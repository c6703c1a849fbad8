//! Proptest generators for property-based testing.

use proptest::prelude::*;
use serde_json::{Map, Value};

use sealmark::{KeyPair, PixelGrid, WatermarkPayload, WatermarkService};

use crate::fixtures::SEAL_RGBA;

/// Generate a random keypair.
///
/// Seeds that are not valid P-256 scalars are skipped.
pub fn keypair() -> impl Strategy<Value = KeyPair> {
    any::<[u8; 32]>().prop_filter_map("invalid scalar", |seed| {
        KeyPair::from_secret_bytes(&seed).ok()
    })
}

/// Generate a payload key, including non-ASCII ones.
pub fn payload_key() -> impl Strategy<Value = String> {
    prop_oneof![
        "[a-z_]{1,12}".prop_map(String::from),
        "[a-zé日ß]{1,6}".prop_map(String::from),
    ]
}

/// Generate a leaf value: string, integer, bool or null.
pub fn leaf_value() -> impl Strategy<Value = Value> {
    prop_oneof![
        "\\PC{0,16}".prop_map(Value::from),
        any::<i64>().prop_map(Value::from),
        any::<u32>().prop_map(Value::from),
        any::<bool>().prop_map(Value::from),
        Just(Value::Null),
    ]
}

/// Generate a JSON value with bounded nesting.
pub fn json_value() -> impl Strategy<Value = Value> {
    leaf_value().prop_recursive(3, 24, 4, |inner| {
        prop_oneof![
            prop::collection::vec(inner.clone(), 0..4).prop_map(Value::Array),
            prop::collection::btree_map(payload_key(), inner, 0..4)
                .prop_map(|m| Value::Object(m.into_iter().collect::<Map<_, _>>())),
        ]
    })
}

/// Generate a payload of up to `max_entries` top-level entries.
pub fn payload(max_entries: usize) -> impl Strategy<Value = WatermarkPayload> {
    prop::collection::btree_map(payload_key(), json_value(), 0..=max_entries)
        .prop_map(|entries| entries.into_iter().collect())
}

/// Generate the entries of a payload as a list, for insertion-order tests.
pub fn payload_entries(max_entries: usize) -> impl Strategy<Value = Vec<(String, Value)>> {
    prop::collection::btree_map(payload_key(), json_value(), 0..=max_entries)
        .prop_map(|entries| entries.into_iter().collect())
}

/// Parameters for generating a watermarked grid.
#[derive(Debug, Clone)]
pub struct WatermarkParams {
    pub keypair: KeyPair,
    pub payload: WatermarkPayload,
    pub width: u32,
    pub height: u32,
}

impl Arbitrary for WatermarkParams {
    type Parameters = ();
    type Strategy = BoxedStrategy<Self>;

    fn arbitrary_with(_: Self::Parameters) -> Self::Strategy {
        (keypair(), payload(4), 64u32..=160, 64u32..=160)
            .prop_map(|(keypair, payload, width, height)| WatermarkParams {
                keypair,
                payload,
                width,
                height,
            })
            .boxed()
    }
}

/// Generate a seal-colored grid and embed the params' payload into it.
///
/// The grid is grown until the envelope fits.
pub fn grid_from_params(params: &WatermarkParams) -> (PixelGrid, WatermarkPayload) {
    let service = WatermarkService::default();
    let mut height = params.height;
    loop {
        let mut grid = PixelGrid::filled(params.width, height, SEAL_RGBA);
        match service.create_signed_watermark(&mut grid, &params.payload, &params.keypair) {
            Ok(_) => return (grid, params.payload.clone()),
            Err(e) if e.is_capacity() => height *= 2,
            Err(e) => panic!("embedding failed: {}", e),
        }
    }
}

* * *

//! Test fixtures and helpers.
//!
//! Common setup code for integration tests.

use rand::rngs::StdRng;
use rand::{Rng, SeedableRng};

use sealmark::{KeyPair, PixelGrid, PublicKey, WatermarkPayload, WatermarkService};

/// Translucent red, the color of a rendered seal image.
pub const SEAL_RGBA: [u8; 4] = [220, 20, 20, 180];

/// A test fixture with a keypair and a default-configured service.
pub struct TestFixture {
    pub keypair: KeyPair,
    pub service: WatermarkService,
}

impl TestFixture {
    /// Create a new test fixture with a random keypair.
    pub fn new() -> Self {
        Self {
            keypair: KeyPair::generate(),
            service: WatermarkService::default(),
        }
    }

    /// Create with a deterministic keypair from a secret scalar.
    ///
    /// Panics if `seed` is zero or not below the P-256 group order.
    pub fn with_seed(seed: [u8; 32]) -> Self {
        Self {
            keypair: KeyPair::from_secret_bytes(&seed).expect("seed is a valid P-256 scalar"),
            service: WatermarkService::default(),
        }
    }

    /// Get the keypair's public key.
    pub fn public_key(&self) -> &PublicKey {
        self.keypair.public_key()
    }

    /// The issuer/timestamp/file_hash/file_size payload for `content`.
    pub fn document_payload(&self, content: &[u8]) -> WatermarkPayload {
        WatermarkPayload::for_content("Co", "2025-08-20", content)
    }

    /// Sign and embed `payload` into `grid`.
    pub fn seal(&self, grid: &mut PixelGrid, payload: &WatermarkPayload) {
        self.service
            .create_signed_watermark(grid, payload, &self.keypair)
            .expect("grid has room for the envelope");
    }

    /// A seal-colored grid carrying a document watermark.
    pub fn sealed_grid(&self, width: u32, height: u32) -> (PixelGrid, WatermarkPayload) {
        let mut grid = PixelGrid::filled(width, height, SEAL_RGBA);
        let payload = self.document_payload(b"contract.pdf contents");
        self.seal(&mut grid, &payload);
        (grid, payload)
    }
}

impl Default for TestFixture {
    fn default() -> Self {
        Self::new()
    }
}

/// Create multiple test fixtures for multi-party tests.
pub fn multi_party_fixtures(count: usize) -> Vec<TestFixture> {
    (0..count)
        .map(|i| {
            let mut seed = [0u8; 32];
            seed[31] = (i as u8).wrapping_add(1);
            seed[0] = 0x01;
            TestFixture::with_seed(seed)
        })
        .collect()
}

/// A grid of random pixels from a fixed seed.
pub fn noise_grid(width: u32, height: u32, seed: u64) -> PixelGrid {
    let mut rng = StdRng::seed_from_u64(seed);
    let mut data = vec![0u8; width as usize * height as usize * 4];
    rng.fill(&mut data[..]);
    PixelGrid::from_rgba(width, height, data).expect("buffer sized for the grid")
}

...

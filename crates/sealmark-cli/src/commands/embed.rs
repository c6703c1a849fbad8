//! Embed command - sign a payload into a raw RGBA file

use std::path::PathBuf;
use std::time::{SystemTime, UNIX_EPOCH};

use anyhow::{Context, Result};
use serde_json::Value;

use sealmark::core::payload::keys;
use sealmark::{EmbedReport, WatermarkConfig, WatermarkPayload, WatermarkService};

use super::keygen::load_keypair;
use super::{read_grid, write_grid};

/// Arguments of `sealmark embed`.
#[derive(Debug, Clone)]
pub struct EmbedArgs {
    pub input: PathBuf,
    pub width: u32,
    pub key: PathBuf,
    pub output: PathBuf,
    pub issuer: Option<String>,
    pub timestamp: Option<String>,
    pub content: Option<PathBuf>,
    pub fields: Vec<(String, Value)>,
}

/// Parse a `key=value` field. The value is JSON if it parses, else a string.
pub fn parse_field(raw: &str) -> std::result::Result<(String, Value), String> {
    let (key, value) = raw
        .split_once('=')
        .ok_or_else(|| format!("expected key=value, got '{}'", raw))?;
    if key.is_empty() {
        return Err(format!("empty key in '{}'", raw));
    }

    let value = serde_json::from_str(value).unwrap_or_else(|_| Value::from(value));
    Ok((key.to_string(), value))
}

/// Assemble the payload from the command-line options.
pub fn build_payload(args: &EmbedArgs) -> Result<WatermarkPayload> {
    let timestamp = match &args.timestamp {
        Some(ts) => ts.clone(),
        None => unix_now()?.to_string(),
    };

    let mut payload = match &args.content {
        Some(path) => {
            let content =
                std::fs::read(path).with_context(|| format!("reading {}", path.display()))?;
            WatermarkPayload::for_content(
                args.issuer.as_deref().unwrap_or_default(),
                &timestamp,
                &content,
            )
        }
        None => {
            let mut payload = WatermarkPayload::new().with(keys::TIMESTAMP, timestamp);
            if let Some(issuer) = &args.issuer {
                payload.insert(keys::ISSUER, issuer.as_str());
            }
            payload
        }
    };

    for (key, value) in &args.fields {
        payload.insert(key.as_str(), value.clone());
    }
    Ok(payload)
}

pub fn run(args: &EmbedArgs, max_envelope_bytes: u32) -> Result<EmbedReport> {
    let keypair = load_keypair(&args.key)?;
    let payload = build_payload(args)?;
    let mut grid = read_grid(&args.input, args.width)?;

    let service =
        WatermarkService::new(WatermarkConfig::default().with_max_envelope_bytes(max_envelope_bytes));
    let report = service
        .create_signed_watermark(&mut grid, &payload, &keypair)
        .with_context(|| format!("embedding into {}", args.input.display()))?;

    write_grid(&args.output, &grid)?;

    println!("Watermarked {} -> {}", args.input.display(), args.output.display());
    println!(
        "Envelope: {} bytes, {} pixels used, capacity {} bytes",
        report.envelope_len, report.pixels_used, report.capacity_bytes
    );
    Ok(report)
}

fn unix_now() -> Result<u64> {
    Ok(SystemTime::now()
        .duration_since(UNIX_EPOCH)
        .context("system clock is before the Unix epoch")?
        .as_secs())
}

**EXERCISE DIRECTIONS**
Copy whichever lines above contain the string "WatermarkConfig".

**OUTPUT OF THE TASK**
use sealmark::{EmbedReport, WatermarkConfig, WatermarkPayload, WatermarkService};
        WatermarkService::new(WatermarkConfig::default().with_max_envelope_bytes(max_envelope_bytes));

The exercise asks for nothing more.